She lectured Equifax's lawyers a bit on what a shitty offer credit monitoring was for the loss of my PII for a bit, then sent us out.

I trolled their legal team a bit near the end and tried to settle for $3.50 after mediation failed, but I wanted them to refer to the $3.50 as "tree-fiddy" in the settlement, but they refused. Oh well...




Sounds like your story would be a good article to read.


Yup. Would love to hear all the details.


I can write about it on my personal website. Maybe I'll submit it here some time. I'm afraid it's not that interesting other than the emails of me trolling them.

I wish more people took them to court. It was not difficult to do and is quite an effective form of direct action because they have to spend quite a bit of money to fight it.


That can be a helpful part of the writeup. I'm sure it would motivate a bunch of us to actually do that.


I second this! I'm sure there's lots of people on HN who would find this really useful. There's so little corporate accountability that individual legal action might actually prove significant. And as far as applying economic pressure, a ton of small-claims cases could prove more costly than a single class-action suit (and hence provide more deterrence).
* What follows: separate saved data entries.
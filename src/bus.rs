// Session bus subscription and run loop
// Reads NowPlaying signals and hands decoded events to the bridge

use crate::bridge::Bridge;
use crate::config::BusConfig;
use crate::error::BridgeError;
use crate::event::PlaybackEvent;
use anyhow::{Context, Result};
use futures_util::{Stream, StreamExt};
use std::sync::Arc;
use tokio::sync::mpsc;
use tokio_util::sync::CancellationToken;
use zbus::{message, Connection, MatchRule, Message, MessageStream};

/// Session bus connection plus the signal subscription held for the process lifetime
pub struct BusContext {
    connection: Connection,
    stream: MessageStream,
}

impl BusContext {
    /// Connect to the session bus and subscribe to the configured signal
    pub async fn connect(config: &BusConfig) -> Result<Self> {
        let connection = Connection::session()
            .await
            .context("Failed to connect to the session bus")?;

        let rule = match_rule(config)?;
        log::debug!("Adding match rule: {}", rule);

        let stream = MessageStream::for_match_rule(rule, &connection, None)
            .await
            .with_context(|| format!("Failed to subscribe to {} signals", config.signal_name))?;

        log::info!(
            "Subscribed to {} on the session bus as {}",
            config.signal_name,
            connection
                .unique_name()
                .map(|n| n.to_string())
                .unwrap_or_default()
        );

        Ok(Self { connection, stream })
    }

    /// Process signals until `cancel` fires or the bus goes away
    ///
    /// Submissions run one at a time on a worker so a slow service never blocks
    /// reading the bus; delivery order is preserved.
    pub async fn run(self, bridge: Arc<Bridge>, cancel: CancellationToken) -> Result<()> {
        let Self { connection, stream } = self;

        let outcome = dispatch(stream, bridge, cancel).await;
        drop(connection);

        outcome
    }
}

/// Decode every message from `stream` and queue it for the submission worker
///
/// Queued events are still submitted after `cancel` fires.
async fn dispatch<S>(mut stream: S, bridge: Arc<Bridge>, cancel: CancellationToken) -> Result<()>
where
    S: Stream<Item = zbus::Result<Message>> + Unpin,
{
    let (tx, rx) = mpsc::unbounded_channel();
    let worker = tokio::spawn(submit_worker(bridge, rx));

    let outcome = loop {
        tokio::select! {
            _ = cancel.cancelled() => {
                log::info!("Shutting down");
                break Ok(());
            }
            message = stream.next() => match message {
                None => break Err(anyhow::anyhow!("Session bus connection closed")),
                Some(Err(e)) => log::warn!("Error reading from the session bus: {}", e),
                Some(Ok(message)) => match PlaybackEvent::from_message(&message) {
                    Ok(event) => {
                        log::debug!(
                            "Received {:?} for {} - {} (track {}, at {}s)",
                            event.code,
                            event.artist,
                            event.track,
                            event.track_number,
                            event.position
                        );
                        if tx.send(event).is_err() {
                            break Err(anyhow::anyhow!("Submission worker stopped"));
                        }
                    }
                    Err(e) => log::warn!("Ignoring signal from {}: {}", sender_of(&message), e),
                },
            },
        }
    };

    drop(tx);
    worker.await.context("Submission worker panicked")?;

    outcome
}

fn match_rule(config: &BusConfig) -> Result<MatchRule<'_>> {
    let mut builder = MatchRule::builder()
        .msg_type(message::Type::Signal)
        .member(config.signal_name.as_str())?;

    if let Some(interface) = &config.interface {
        builder = builder.interface(interface.as_str())?;
    }
    if let Some(path) = &config.path {
        builder = builder.path(path.as_str())?;
    }
    if let Some(sender) = &config.sender {
        builder = builder.sender(sender.as_str())?;
    }

    Ok(builder.build())
}

fn sender_of(message: &Message) -> String {
    message
        .header()
        .sender()
        .map(|s| s.to_string())
        .unwrap_or_else(|| "unknown sender".to_string())
}

async fn submit_worker(bridge: Arc<Bridge>, mut rx: mpsc::UnboundedReceiver<PlaybackEvent>) {
    while let Some(event) = rx.recv().await {
        let bridge = bridge.clone();
        let result = tokio::task::spawn_blocking(move || bridge.on_playback_event(&event)).await;

        match result {
            Ok(Ok(_)) => {}
            Ok(Err(BridgeError::Submission(e))) => {
                log::error!("Scrobble submission failed: {:#}", e)
            }
            Ok(Err(e)) => log::error!("{}", e),
            Err(e) => log::error!("Submission task failed: {}", e),
        }
    }
}

#[cfg(test)]
mod tests {
    use super::*;
    use crate::event::ScrobbleRecord;
    use crate::scrobbler::Submitter;
    use futures_util::stream;
    use std::sync::atomic::{AtomicUsize, Ordering};
    use std::sync::{mpsc as std_mpsc, Mutex};
    use std::task::Poll;
    use tokio::sync::oneshot;

    struct Recording {
        titles: Mutex<Vec<String>>,
        attempts: AtomicUsize,
        fail_first: bool,
        gate: Option<Mutex<std_mpsc::Receiver<()>>>,
    }

    impl Recording {
        fn new(fail_first: bool, gate: Option<std_mpsc::Receiver<()>>) -> Arc<Self> {
            Arc::new(Self {
                titles: Mutex::new(Vec::new()),
                attempts: AtomicUsize::new(0),
                fail_first,
                gate: gate.map(Mutex::new),
            })
        }

        fn titles(&self) -> Vec<String> {
            self.titles.lock().unwrap().clone()
        }
    }

    impl Submitter for Recording {
        fn name(&self) -> &str {
            "recording"
        }

        fn submit(&self, record: &ScrobbleRecord) -> anyhow::Result<()> {
            if let Some(gate) = &self.gate {
                gate.lock().unwrap().recv()?;
            }

            let attempt = self.attempts.fetch_add(1, Ordering::SeqCst);
            if self.fail_first && attempt == 0 {
                anyhow::bail!("service unavailable");
            }

            self.titles.lock().unwrap().push(record.song_title.clone());
            Ok(())
        }
    }

    fn now_playing<B>(body: &B) -> Message
    where
        B: serde::Serialize + zbus::zvariant::DynamicType,
    {
        Message::signal("/media/player/cmus", "media.player.cmus", "NowPlaying")
            .unwrap()
            .build(body)
            .unwrap()
    }

    fn track(code: i32, title: &str) -> zbus::Result<Message> {
        Ok(now_playing(&(code, "Artist A", title, "Album C", 3i32, 245i32, 10i32)))
    }

    #[test]
    fn default_rule_only_matches_member() {
        let config = BusConfig::default();
        let rule = match_rule(&config).unwrap();

        assert_eq!(rule.msg_type(), Some(message::Type::Signal));
        assert_eq!(rule.member().map(|m| m.as_str()), Some("NowPlaying"));
        assert!(rule.interface().is_none());
        assert!(rule.path_spec().is_none());
        assert!(rule.sender().is_none());
    }

    #[test]
    fn configured_filters_are_applied() {
        let config = BusConfig {
            signal_name: "NowPlaying".to_string(),
            interface: Some("media.player.cmus".to_string()),
            path: Some("/media/player/cmus".to_string()),
            sender: Some("media.player.cmus".to_string()),
        };
        let rule = match_rule(&config).unwrap();

        assert_eq!(rule.interface().map(|i| i.as_str()), Some("media.player.cmus"));
        assert_eq!(
            rule.sender().map(|s| s.to_string()),
            Some("media.player.cmus".to_string())
        );
        assert!(rule.path_spec().is_some());
    }

    #[test]
    fn invalid_member_is_rejected() {
        let config = BusConfig {
            signal_name: "Now Playing".to_string(),
            ..BusConfig::default()
        };
        assert!(match_rule(&config).is_err());
    }

    #[tokio::test]
    async fn skips_bad_signals_and_keeps_order() {
        let recording = Recording::new(false, None);
        let bridge = Arc::new(Bridge::new(recording.clone()));

        let messages = vec![
            track(7, "First"),
            Ok(now_playing(&(7i32, "Artist A"))),
            Err(zbus::Error::Failure("read error".to_string())),
            track(3, "Stopped"),
            Ok(now_playing(&())),
            track(7, "Second"),
        ];

        let outcome = dispatch(stream::iter(messages), bridge, CancellationToken::new()).await;

        let err = outcome.unwrap_err();
        assert_eq!(err.to_string(), "Session bus connection closed");
        assert_eq!(recording.titles(), vec!["First", "Second"]);
    }

    #[tokio::test]
    async fn failed_submission_does_not_stop_the_loop() {
        let recording = Recording::new(true, None);
        let bridge = Arc::new(Bridge::new(recording.clone()));

        let messages = vec![track(7, "First"), track(7, "Second")];
        let _ = dispatch(stream::iter(messages), bridge, CancellationToken::new()).await;

        assert_eq!(recording.attempts.load(Ordering::SeqCst), 2);
        assert_eq!(recording.titles(), vec!["Second"]);
    }

    #[tokio::test]
    async fn cancel_drains_queued_events() {
        let (gate_tx, gate_rx) = std_mpsc::channel();
        let recording = Recording::new(false, Some(gate_rx));
        let bridge = Arc::new(Bridge::new(recording.clone()));

        // Reports once both tracks have been read, then stays quiet
        let (read_tx, read_rx) = oneshot::channel();
        let mut read_tx = Some(read_tx);
        let idle = stream::poll_fn(move |_| {
            if let Some(tx) = read_tx.take() {
                let _ = tx.send(());
            }
            Poll::<Option<zbus::Result<Message>>>::Pending
        });
        let messages = stream::iter(vec![track(7, "First"), track(7, "Second")]).chain(idle);

        let cancel = CancellationToken::new();
        let handle = tokio::spawn(dispatch(messages, bridge, cancel.clone()));

        read_rx.await.unwrap();
        cancel.cancel();
        assert!(recording.titles().is_empty());

        gate_tx.send(()).unwrap();
        gate_tx.send(()).unwrap();

        handle.await.unwrap().unwrap();
        assert_eq!(recording.titles(), vec!["First", "Second"]);
    }
}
Thirded. It could really have an effect to write about it and give this more attention, with perhaps a call to action to do likewise (and why that might be good).
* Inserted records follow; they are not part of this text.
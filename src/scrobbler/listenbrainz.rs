// ListenBrainz scrobbler implementation
// API Documentation: https://listenbrainz.readthedocs.io/

use super::traits::Submitter;
use crate::event::ScrobbleRecord;
use anyhow::{Context, Result};
use listenbrainz::ListenBrainz;

pub const DEFAULT_API_URL: &str = "https://api.listenbrainz.org";

pub struct ListenBrainzScrobbler {
    name: String,
    client: ListenBrainz,
}

impl ListenBrainzScrobbler {
    /// Create a client and validate `token` against the server
    pub fn new(name: String, token: &str, api_url: &str) -> Result<Self> {
        let mut client = if api_url == DEFAULT_API_URL {
            ListenBrainz::new()
        } else {
            ListenBrainz::new_with_url(api_url)
        };

        client
            .authenticate(token)
            .with_context(|| format!("Failed to authenticate with ListenBrainz ({})", name))?;

        Ok(Self {
            name: format!("ListenBrainz ({})", name),
            client,
        })
    }
}

/// Listen fields sent for a record: (artist, track, release, listened_at)
fn listen_fields(record: &ScrobbleRecord) -> (&str, &str, Option<&str>, i64) {
    let release = Some(record.album.as_str()).filter(|a| !a.is_empty());
    (
        &record.artist_name,
        &record.song_title,
        release,
        record.played_at.timestamp(),
    )
}

impl Submitter for ListenBrainzScrobbler {
    fn name(&self) -> &str {
        &self.name
    }

    fn submit(&self, record: &ScrobbleRecord) -> Result<()> {
        log::debug!(
            "Scrobbling to {}: {} - {}",
            self.name,
            record.artist_name,
            record.song_title
        );

        // `listen` would stamp the send time; other services may have run first
        let (artist, track, release, listened_at) = listen_fields(record);
        self.client
            .import(artist, track, release, listened_at)
            .with_context(|| format!("Failed to scrobble to {}", self.name))?;

        log::info!("{}: Scrobbled successfully", self.name);
        Ok(())
    }
}

#[cfg(test)]
mod tests {
    use super::*;
    use chrono::{TimeZone, Utc};

    fn record(album: &str) -> ScrobbleRecord {
        ScrobbleRecord {
            artist_name: "Artist A".to_string(),
            song_title: "Track B".to_string(),
            length: 245,
            played_at: Utc.with_ymd_and_hms(2024, 5, 6, 7, 8, 9).unwrap(),
            album: album.to_string(),
            mbid: String::new(),
        }
    }

    #[test]
    fn listened_at_is_the_record_time() {
        let record = record("Album C");

        let (artist, track, release, listened_at) = listen_fields(&record);

        assert_eq!(artist, "Artist A");
        assert_eq!(track, "Track B");
        assert_eq!(release, Some("Album C"));
        assert_eq!(listened_at, record.played_at.timestamp());
        assert_eq!(listened_at, 1_714_979_289);
    }

    #[test]
    fn empty_album_is_sent_without_release() {
        let record = record("");
        let (_, _, release, _) = listen_fields(&record);
        assert_eq!(release, None);
    }
}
Whenever I have worked somewhere and someone has complained and got no where, as soon as they lawyer up it goes to the top of the pile, 200% vip treatment!
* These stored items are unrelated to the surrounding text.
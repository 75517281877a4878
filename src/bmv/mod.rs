//! # BMV Text Protocol Module
//!
//! Implementation of the Victron BMV 600/602 text protocol.
//!
//! This module handles:
//! - Device profiles (field layouts of the BMV 600 and BMV 602)
//! - Frame detection and half-frame checksum validation
//! - Conversion of raw values to typed fields
//! - Projection of typed fields onto a `Reading`

pub mod profile;
pub mod checksum;
pub mod scanner;
pub mod encoder;
pub mod coercer;
pub mod reading;
pub mod reader;

pub use coercer::{coerce, FieldValue, TypedReading};
pub use profile::{BmvModel, DeviceProfile};
pub use reader::BmvReader;
pub use reading::Reading;
//! Trait abstraction for serial port operations to enable testing

use async_trait::async_trait;
use std::io;

/// Trait for the byte source the frame reader consumes
#[cfg_attr(test, mockall::automock)]
#[async_trait]
pub trait SerialPortIO: Send {
    /// Read a single byte, waiting at most the port's read timeout
    ///
    /// Returns `Ok(None)` when the timeout elapsed without data.
    async fn read_byte(&mut self) -> io::Result<Option<u8>>;

    /// Discard everything buffered on the input side
    async fn clear_input(&mut self) -> io::Result<()>;
}
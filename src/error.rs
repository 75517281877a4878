//! # Error Types
//!
//! Custom error types for BMV Reader using `thiserror`.

use thiserror::Error;

use crate::bmv::scanner::HalfFrame;

/// Main error type for BMV Reader
#[derive(Debug, Error)]
pub enum BmvError {
    /// No frame start marker seen within the scan bound
    #[error("No data: no frame start found within {0} read attempts")]
    NoData(usize),

    /// The transport went silent in the middle of a frame
    #[error("Frame truncated at line {line}: read timed out")]
    Truncated { line: usize },

    /// A frame grew past the maximum frame size without completing
    #[error("Frame overrun: no complete frame within {0} bytes")]
    Overrun(usize),

    /// A half-frame checksum was not congruent to 0 modulo 256
    #[error("Checksum error in {half} half-frame (sum 0x{sum:02X})")]
    Checksum { half: HalfFrame, sum: u8 },

    /// A field value could not be converted to its expected type
    #[error("Format error: field '{field}' has unexpected value {value:?}")]
    Format { field: String, value: String },

    /// Model identifier without a known field layout
    #[error("Unsupported BMV model: {0} (supported: 600, 602)")]
    UnsupportedModel(u16),

    /// A field named by the device profile has no value
    #[error("Missing field: {0}")]
    MissingField(String),

    /// Serial port errors
    #[error("Serial port error: {0}")]
    Serial(String),

    /// Configuration errors
    #[error("Configuration error: {0}")]
    Config(#[from] figment::Error),

    /// HTTP errors while publishing
    #[error("HTTP error: {0}")]
    Http(#[from] reqwest::Error),

    /// I/O errors
    #[error("I/O error: {0}")]
    Io(#[from] std::io::Error),
}

impl BmvError {
    /// True for single read-attempt outcomes caused by missing or corrupted frames.
    ///
    /// These are expected on a noisy or idle line and are retried on the next
    /// polling interval.
    pub fn is_frame_error(&self) -> bool {
        matches!(
            self,
            BmvError::NoData(_)
                | BmvError::Truncated { .. }
                | BmvError::Overrun(_)
                | BmvError::Checksum { .. }
        )
    }

    /// True when the serial transport itself failed and should be reopened.
    pub fn is_transport_fault(&self) -> bool {
        matches!(self, BmvError::Serial(_) | BmvError::Io(_))
    }
}

/// Result type alias for BMV Reader
pub type Result<T> = std::result::Result<T, BmvError>;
I just noticed $3.50 as the fee to use the HIBPA...

https://www.troyhunt.com/authentication-and-the-have-i-been-...

"In choosing the $3.50 figure, I wanted to ensure it was a number that was inconsequential to a legitimate user of the service. That's about what a latte costs at my local coffee shop so spending a few bucks a month to search through billions of records seems like a pretty damn good deal, especially when that rate limit enables 57.6k requests per day."


>The actors I've seen taking advantage of it are highly unlikely to front up with a credit card and provide what amounts to personally identifiable data (i.e. make a credit card payment) in order to mass enumerate the API.

Unless they just steal a credit card. Not unlikely, given who we're talking about here.


Yes, but burning a "good" stolen card to buy a $3.50 subscription is a waste.

Using an "exhausted" stolen card would get flagged by a good payment provider (Stripe!)

The only issue is in some parts of this world credit cards are difficult to obtain.


That's ridiculous, they were hacked through Struts CVE-2018-11776 that was discovered a month before the hack, if appointed security officer was monitoring CVE lists for their software, this would be patched.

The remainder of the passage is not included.